* Task material:
#####

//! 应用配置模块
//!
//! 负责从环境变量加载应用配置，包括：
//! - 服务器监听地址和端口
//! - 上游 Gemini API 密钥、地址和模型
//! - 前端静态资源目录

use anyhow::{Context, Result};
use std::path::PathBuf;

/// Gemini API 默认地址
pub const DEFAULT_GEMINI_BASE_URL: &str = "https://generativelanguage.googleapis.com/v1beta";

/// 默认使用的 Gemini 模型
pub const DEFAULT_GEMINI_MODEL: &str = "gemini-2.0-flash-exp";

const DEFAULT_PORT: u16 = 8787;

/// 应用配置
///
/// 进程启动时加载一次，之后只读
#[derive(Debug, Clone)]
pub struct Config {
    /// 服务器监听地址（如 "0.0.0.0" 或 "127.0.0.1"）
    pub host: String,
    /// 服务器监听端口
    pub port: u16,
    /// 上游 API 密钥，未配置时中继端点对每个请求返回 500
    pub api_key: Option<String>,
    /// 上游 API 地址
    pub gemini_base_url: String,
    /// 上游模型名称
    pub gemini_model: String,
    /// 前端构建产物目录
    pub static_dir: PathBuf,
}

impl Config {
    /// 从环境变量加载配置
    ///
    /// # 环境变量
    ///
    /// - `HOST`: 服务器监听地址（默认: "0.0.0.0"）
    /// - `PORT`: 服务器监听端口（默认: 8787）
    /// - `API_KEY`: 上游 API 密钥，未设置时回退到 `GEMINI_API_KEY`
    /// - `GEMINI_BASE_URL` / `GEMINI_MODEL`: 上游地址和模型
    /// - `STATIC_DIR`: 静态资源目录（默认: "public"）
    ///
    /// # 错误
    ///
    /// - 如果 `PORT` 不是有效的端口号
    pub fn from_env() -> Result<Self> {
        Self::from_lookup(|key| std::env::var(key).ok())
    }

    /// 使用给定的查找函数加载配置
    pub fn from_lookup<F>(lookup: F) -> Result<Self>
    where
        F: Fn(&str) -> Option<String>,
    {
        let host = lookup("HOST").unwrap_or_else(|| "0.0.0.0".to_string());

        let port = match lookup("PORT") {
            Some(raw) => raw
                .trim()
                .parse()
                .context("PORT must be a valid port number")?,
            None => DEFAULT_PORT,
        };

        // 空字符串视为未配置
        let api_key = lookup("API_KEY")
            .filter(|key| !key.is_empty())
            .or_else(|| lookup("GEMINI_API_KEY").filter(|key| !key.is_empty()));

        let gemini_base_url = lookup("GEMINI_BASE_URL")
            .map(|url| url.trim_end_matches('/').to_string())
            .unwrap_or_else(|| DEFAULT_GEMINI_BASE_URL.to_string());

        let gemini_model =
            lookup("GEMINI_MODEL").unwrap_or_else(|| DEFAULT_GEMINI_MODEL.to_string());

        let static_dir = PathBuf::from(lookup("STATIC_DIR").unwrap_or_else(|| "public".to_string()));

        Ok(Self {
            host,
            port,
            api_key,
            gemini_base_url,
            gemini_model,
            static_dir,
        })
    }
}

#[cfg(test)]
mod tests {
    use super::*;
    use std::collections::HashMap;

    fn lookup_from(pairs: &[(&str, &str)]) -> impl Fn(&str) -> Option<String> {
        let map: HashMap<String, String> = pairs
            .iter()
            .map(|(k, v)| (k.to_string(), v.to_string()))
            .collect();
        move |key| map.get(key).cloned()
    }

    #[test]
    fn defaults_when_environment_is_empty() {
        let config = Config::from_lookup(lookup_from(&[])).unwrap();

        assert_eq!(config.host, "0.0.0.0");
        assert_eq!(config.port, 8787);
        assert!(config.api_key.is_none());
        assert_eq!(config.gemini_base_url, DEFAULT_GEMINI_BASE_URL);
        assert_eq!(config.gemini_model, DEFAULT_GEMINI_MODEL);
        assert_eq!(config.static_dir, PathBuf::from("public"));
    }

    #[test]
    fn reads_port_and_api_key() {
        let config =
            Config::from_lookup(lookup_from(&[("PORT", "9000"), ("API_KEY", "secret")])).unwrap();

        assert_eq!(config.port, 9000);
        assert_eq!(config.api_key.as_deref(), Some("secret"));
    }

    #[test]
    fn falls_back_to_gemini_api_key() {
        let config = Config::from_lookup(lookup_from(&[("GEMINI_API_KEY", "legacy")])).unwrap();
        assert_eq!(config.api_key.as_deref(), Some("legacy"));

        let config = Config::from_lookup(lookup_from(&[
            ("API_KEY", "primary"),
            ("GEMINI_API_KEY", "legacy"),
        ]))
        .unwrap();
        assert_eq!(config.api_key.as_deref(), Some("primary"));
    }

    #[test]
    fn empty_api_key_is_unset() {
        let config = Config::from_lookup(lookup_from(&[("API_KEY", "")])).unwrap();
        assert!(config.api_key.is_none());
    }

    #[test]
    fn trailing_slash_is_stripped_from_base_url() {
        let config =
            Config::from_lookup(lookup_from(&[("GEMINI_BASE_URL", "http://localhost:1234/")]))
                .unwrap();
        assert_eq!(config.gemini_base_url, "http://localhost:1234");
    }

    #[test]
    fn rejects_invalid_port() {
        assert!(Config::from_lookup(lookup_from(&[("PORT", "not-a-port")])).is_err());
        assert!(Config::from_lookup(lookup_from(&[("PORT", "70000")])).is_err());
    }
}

#####

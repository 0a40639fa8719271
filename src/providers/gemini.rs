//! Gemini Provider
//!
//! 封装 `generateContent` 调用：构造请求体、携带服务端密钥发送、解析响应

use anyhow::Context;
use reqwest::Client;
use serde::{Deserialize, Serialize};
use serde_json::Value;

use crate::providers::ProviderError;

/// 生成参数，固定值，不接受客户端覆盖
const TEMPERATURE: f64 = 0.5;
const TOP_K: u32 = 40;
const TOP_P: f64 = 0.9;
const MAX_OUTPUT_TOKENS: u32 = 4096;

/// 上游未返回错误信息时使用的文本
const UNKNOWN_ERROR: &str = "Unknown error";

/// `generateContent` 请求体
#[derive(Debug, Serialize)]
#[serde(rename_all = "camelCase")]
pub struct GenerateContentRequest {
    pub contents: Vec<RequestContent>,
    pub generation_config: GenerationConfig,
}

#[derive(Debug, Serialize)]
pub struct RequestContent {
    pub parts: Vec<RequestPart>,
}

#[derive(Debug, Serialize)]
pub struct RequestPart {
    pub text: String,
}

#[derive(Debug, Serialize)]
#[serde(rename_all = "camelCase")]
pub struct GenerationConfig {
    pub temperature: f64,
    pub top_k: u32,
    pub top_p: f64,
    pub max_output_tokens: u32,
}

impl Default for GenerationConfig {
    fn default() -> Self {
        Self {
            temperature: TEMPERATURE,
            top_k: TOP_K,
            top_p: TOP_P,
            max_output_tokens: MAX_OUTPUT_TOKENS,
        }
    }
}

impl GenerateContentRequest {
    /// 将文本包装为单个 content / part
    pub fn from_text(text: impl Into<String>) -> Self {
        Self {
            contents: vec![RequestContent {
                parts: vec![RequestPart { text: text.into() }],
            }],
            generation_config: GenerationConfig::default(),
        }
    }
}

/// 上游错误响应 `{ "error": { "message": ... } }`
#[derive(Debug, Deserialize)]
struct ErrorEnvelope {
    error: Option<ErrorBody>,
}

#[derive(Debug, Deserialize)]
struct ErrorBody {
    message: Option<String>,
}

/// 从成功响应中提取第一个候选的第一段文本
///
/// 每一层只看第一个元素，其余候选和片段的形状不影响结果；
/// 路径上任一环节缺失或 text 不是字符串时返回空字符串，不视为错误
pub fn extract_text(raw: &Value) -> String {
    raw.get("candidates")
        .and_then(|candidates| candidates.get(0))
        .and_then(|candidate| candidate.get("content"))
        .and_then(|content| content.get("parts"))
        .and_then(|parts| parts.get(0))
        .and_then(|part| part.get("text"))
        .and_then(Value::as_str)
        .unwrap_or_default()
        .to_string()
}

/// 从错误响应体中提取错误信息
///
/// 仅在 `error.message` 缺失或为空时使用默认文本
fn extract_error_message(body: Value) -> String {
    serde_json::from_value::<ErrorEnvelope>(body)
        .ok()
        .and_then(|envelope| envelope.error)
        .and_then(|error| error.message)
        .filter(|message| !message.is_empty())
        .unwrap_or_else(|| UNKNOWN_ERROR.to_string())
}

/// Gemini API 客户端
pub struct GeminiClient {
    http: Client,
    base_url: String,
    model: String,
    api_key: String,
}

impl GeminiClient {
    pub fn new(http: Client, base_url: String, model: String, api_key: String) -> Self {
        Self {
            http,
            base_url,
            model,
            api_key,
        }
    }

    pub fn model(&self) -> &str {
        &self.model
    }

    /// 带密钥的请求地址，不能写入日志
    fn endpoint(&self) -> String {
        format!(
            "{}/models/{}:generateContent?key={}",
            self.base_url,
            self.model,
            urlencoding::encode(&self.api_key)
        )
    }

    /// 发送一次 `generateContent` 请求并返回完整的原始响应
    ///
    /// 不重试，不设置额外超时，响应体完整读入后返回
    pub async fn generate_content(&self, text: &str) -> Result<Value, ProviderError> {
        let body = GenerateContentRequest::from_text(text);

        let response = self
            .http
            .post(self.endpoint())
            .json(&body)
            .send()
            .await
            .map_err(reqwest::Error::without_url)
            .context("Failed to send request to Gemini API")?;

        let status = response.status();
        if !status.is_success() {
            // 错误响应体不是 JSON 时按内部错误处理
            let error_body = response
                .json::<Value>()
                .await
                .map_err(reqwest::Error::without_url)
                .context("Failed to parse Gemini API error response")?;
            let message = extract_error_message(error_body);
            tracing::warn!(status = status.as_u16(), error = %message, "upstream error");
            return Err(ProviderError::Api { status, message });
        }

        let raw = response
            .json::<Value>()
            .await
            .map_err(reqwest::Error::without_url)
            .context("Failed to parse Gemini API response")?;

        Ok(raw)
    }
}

#####

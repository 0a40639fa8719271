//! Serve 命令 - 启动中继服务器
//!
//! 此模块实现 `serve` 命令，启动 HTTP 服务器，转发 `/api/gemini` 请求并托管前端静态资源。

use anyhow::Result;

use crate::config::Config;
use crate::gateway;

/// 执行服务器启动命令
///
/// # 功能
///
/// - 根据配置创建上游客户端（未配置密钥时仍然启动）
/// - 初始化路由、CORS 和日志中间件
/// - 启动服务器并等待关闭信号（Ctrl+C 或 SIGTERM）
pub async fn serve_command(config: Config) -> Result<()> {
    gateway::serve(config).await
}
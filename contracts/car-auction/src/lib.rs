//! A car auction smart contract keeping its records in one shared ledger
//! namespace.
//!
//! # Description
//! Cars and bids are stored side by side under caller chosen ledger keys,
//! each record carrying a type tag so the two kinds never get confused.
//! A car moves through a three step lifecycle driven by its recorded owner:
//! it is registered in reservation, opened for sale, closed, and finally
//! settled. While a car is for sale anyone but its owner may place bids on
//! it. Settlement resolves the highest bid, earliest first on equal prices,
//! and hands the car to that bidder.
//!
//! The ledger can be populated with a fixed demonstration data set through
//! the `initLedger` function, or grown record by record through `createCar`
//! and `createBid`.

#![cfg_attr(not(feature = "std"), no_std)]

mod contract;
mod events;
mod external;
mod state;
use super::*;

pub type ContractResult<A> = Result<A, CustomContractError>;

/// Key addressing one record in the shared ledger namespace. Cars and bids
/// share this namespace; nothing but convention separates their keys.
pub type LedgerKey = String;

#####

Please go over the data above and copy each line with "ErrorBody" in it.

    error: Option<ErrorBody>,
struct ErrorBody {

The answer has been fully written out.